> _WORK INSTRUCTIONS_
How many lines in the data below contain the string "rename"? Answer with the number only.

======== MATERIAL FOR THIS EXERCISE

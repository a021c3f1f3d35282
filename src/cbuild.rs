//! Build-description input: `cbuild-gen-idx.yml` plus the
//! `cbuild-gen.yml` files it references, flattened into one
//! [`BuildParameters`] per declared subsystem.

use std::fs;
use std::path::Path;

use serde::Deserialize;

use crate::error::{Error, Result};

/// Declared shape of the build.
#[derive(Debug, Clone, Copy, PartialEq, Eq, Default, Deserialize)]
pub enum ProjectType {
    #[default]
    #[serde(rename = "single-core")]
    SingleCore,
    #[serde(rename = "multi-core")]
    MultiCore,
    #[serde(rename = "trustzone")]
    TrustZone,
}

/// Everything the pipeline needs to know about one subsystem, plus the
/// vendor context fields filled in by the context resolver.
#[derive(Debug, Clone, Default)]
pub struct BuildParameters {
    pub board: Option<String>,
    pub device: String,
    pub project_name: String,
    pub project_type: ProjectType,
    pub for_project_part: String,
    pub paired_secure_part: Option<String>,
    pub compiler: String,
    pub generator_map: String,
    pub output_dir: String,
    pub packs: Vec<String>,
    /// Vendor context identifier, e.g. `CortexM4`; empty when
    /// single-context. Set by the context resolver.
    pub cube_context: String,
    /// Vendor output folder, e.g. `CM4`; empty when single-context.
    pub cube_context_folder: String,
}

// ---------------------------------------------------------------------------
// YAML input shapes

#[derive(Debug, Deserialize)]
struct CbuildGenIdxFile {
    #[serde(rename = "build-gen-idx")]
    build_gen_idx: BuildGenIdx,
}

#[derive(Debug, Default, Deserialize)]
struct BuildGenIdx {
    #[serde(default)]
    generators: Vec<GeneratorEntry>,
}

#[derive(Debug, Default, Deserialize)]
struct GeneratorEntry {
    #[serde(default)]
    id: String,
    #[serde(default)]
    output: String,
    #[serde(default)]
    device: String,
    #[serde(default)]
    board: String,
    #[serde(rename = "project-type", default)]
    project_type: ProjectType,
    #[serde(rename = "cbuild-gens", default)]
    cbuild_gens: Vec<CbuildGenRef>,
}

#[derive(Debug, Default, Deserialize)]
struct CbuildGenRef {
    #[serde(rename = "cbuild-gen", default)]
    cbuild_gen: String,
    #[serde(default)]
    project: String,
    #[serde(rename = "for-project-part", default)]
    for_project_part: String,
    /// Generator map tag (`Appli`, `Boot`, `AppliSecure`, ...).
    #[serde(default)]
    map: String,
    #[serde(default)]
    output: String,
}

#[derive(Debug, Deserialize)]
struct CbuildGenFile {
    #[serde(rename = "build-gen")]
    build_gen: BuildGen,
}

#[derive(Debug, Default, Deserialize)]
struct BuildGen {
    #[serde(default)]
    project: String,
    #[serde(default)]
    compiler: String,
    #[serde(default)]
    board: String,
    #[serde(default)]
    device: String,
    #[serde(default)]
    processor: Processor,
    #[serde(default)]
    packs: Vec<PackRef>,
}

#[derive(Debug, Default, Deserialize)]
struct Processor {
    #[serde(default)]
    core: String,
    #[serde(default)]
    trustzone: String,
}

#[derive(Debug, Default, Deserialize)]
struct PackRef {
    #[serde(default)]
    pack: String,
}

// ---------------------------------------------------------------------------

/// Strip the vendor prefix from a `Vendor::Name` qualified identifier.
pub fn unqualified(name: &str) -> &str {
    match name.rsplit_once("::") {
        Some((_, right)) => right,
        None => name,
    }
}

/// Device name as the GUI wants it: unqualified, trailing `:<part>`
/// suffix removed.
pub fn device_for_gui(device: &str) -> &str {
    let device = unqualified(device);
    match device.split_once(':') {
        Some((left, _)) => left,
        None => device,
    }
}

fn read_yaml<T: serde::de::DeserializeOwned>(path: &Path) -> Result<T> {
    if !path.is_file() {
        return Err(Error::InputMissing { path: path.into() });
    }
    let text = fs::read_to_string(path).map_err(|e| Error::io(path, e))?;
    serde_yaml::from_str(&text).map_err(|e| Error::malformed(path, e.to_string()))
}

/// Load the idx file and every `cbuild-gen.yml` it references.
pub fn read_idx(path: &Path) -> Result<Vec<BuildParameters>> {
    log::info!("reading build description: {}", path.display());
    let idx: CbuildGenIdxFile = read_yaml(path)?;
    let base = path.parent().unwrap_or(Path::new("."));

    let mut subsystems = Vec::new();
    for generator in &idx.build_gen_idx.generators {
        log::debug!(
            "generator {}: device {}, board {:?}, {} subsystem(s)",
            generator.id,
            generator.device,
            generator.board,
            generator.cbuild_gens.len()
        );
        for gen_ref in &generator.cbuild_gens {
            let gen_path = {
                let p = Path::new(&gen_ref.cbuild_gen);
                if p.is_absolute() {
                    p.to_path_buf()
                } else {
                    base.join(p)
                }
            };
            let gen: CbuildGenFile = read_yaml(&gen_path)?;
            let build = gen.build_gen;

            let board = if build.board.is_empty() {
                generator.board.clone()
            } else {
                build.board
            };
            let device = if build.device.is_empty() {
                generator.device.clone()
            } else {
                build.device
            };
            let output_dir = if gen_ref.output.is_empty() {
                generator.output.clone()
            } else {
                gen_ref.output.clone()
            };
            // The idx entry's for-project-part wins; absent that, the
            // processor description supplies the trustzone state or
            // the core name (`Cortex-M4` spelled `CM4`).
            let for_project_part = if !gen_ref.for_project_part.is_empty() {
                gen_ref.for_project_part.clone()
            } else if !build.processor.trustzone.is_empty() {
                build.processor.trustzone.clone()
            } else {
                build.processor.core.replace("Cortex-M", "CM")
            };

            subsystems.push(BuildParameters {
                board: (!board.is_empty()).then_some(board),
                device,
                project_name: if build.project.is_empty() {
                    gen_ref.project.clone()
                } else {
                    build.project
                },
                project_type: generator.project_type,
                for_project_part,
                paired_secure_part: None,
                compiler: build.compiler,
                generator_map: gen_ref.map.clone(),
                output_dir,
                packs: build.packs.into_iter().map(|p| p.pack).collect(),
                cube_context: String::new(),
                cube_context_folder: String::new(),
            });
        }
    }
    Ok(subsystems)
}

================

> _FINISHED TASK_
9